The historical facts throughout Kelly O’Connor McNees’s debut will be a delicacy to Alcott fans, but first and foremost, The Lost Summer of Louisa May Alcott is a universal story of love and how it changes us in ways we could never imagine. (From the publisher.)


Author Bio
Kelly O'Connor McNees is a former editorial assistant and English teacher. Originally from Michigan, she now resides with her husband in Chicago, Illinois, USA. (From the publisher.)


Book Reviews
McNees gets the period details just right: the crinolines and carriages; the spare, aesthetic plainness of 19th-century New England. And although the love affair with Joseph is invented, she remains faithful to the broad outlines of Alcott's biography. In fact, The Lost Summer is the kind of romantic tale to which Alcott herself was partial, one in which love is important but not a solution to life's difficulties. Devotees of Little Women will flock to this story with pleasure.
Carrie Brown - Washington Post


McNees lightly imagines the life of Louisa May Alcott, whose Little Women has enjoyed generations-long success. The story begins with a 20-year-old Louisa unhappily moving with her family from Boston to Walpole, N.H., where her Transcendentalist philosopher father pursues a life sans material pleasure.
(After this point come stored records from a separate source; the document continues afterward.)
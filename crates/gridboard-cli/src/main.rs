#![forbid(unsafe_code)]

fn main() {
    if let Err(error) = gridboard_cli::run_from_env() {
        tracing::error!(%error, exit_code = error.exit_code(), "command failed");
        eprintln!("gridboard: {error}");
        std::process::exit(error.exit_code());
    }
}
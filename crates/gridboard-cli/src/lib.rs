#![forbid(unsafe_code)]

//! `gridboard`: a command-line front end for the layout engine.
//!
//! Every command loads a dashboard document, applies one engine operation,
//! and writes the document back.

pub mod cli;
pub mod commands;
pub mod error;
pub mod profile;
pub mod render;
pub mod store;

pub use cli::{Cli, Commands, run, run_from_env};
pub use error::{CliError, Result};

use tracing_subscriber::EnvFilter;

/// Environment variable holding the log filter directive.
pub const LOG_ENV: &str = "GRIDBOARD_LOG";

/// Install the stderr subscriber. Safe to call more than once.
pub fn init_logging(json: bool) {
    let filter = EnvFilter::try_from_env(LOG_ENV).unwrap_or_else(|_| EnvFilter::new("warn"));
    let builder = tracing_subscriber::fmt()
        .with_env_filter(filter)
        .with_writer(std::io::stderr)
        .with_target(false);
    let installed = if json {
        builder.json().try_init()
    } else {
        builder.compact().try_init()
    };
    if installed.is_ok() {
        tracing::debug!(json, "logging initialised");
    }
}
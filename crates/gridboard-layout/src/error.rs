use thiserror::Error;

use crate::placement::PlacementError;
use crate::widget::WidgetId;

pub type Result<T> = std::result::Result<T, LayoutError>;

/// Failures of engine operations. Every variant leaves the registry and
/// history exactly as they were before the call.
#[derive(Debug, Error)]
pub enum LayoutError {
    #[error("no room for {widgets} widgets on a {cols}x{rows} grid")]
    Capacity { widgets: usize, cols: u16, rows: u16 },

    #[error("unknown widget: {id}")]
    UnknownWidget { id: WidgetId },

    #[error("widget id already in use: {id}")]
    DuplicateId { id: WidgetId },

    #[error("grid dimensions are not known yet")]
    GridUnknown,

    #[error("placement rejected: {0}")]
    Placement(#[from] PlacementError),

    #[error("interaction is locked while a widget is maximized or the mobile layout is active")]
    Locked,

    #[error(transparent)]
    Document(#[from] DocumentError),
}

/// Failures decoding or validating a dashboard document.
#[derive(Debug, Error)]
pub enum DocumentError {
    #[error("malformed dashboard JSON: {0}")]
    Json(#[from] serde_json::Error),

    #[error("unsupported dashboard version {found} (expected {expected})")]
    Version { found: u32, expected: u32 },

    #[error("document was saved for the {saved} layout but the {active} layout is active")]
    ViewMode {
        saved: &'static str,
        active: &'static str,
    },

    #[error("document has no widgets array")]
    MissingWidgets,

    #[error("saved layout of {widgets} widgets does not fit a {cols}x{rows} grid")]
    DoesNotFit { widgets: usize, cols: u16, rows: u16 },
}

impl LayoutError {
    #[must_use]
    pub fn is_capacity(&self) -> bool {
        matches!(self, Self::Capacity { .. })
    }
}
Louisa, meanwhile, plans on saving enough money to return to Boston and pursue a career as a writer. Then she meets the handsome and charming Joseph Singer, who stirs up strong emotions in Louisa. Not wanting to admit that she is attracted to him, Louisa responds to Joseph with defensiveness and anger until, of course, she can no longer deny her feelings and becomes torn between her desires and her dreams. While certainly charming, the simply told, straightforward narrative reads like Young Adult fiction. It'll do the trick as a pleasant diversion for readers with fond memories of Alcott's work, but the lack of gravity prevents it from becoming anything greater.
Publishers Weekly


[T]he infusion of issue-driven material involving women’s rights lends a somewhat didactic air to a work that is, after all, romantic fiction. To her credit, McNees does a good job of re-creating the nineteenth-century milieu, and her readers will doubtless be inspired to read more—about and by—Alcott. Little Women, anyone? —Michael Cart
Booklist


Discussion Questions
1. Have you ever read a poem or book that profoundly challenged or changed your worldview? How might the events of the novel have differed if Walt Whitman had not published Leaves of Grass in the summer of 1855?

2. What is Louisa’s relationship like with each of her sisters? Do any of these relationships change throughout the novel? If so, how? Do you think Louisa’s identity was defined by her sisters?

3. Abba says that men and women experience love differently: “For a man, love is just a season. For a woman it is the whole of the year.” Is that true in The Lost Summer of Louisa May Alcott? Is it true in your own personal experience?

4. Bronson Alcott was a truly unusual father and man. What is your impression of him? How do you think he affected his daughters, and did he affect each one differently?

5. Describe Bronson and Abba’s marriage. Do you think it influenced Louisa’s view of matrimony? If so, in what way?

6. Was Louisa right not to go with Joseph Singer to New York? Why or why not? What would you have done?

7. Why was Louisa so protective of her independence? Considering the greater opportunities available to women now, but also the frenetic pace of their lives and, in some ways, more complex obligations, do you think she would be as protective of her independence if she lived today?

8. At one point Abba tells Louisa, “We must never give if we are hoping for something in return.” Why does she say that? Do you think what she says is true?

9. At the end of the novel we learn that Louisa is taking care of her niece Lulu. What kind of parent do you think Louisa would be, and why?

10. Louisa tells Joseph, “My life is no longer my own.” And yet she chose to base Little Women, her most successful novel, on herself and her sisters. If writers use their own experiences as inspiration, are they inviting fans to pry into their personal lives? Or should their work be taken at face value?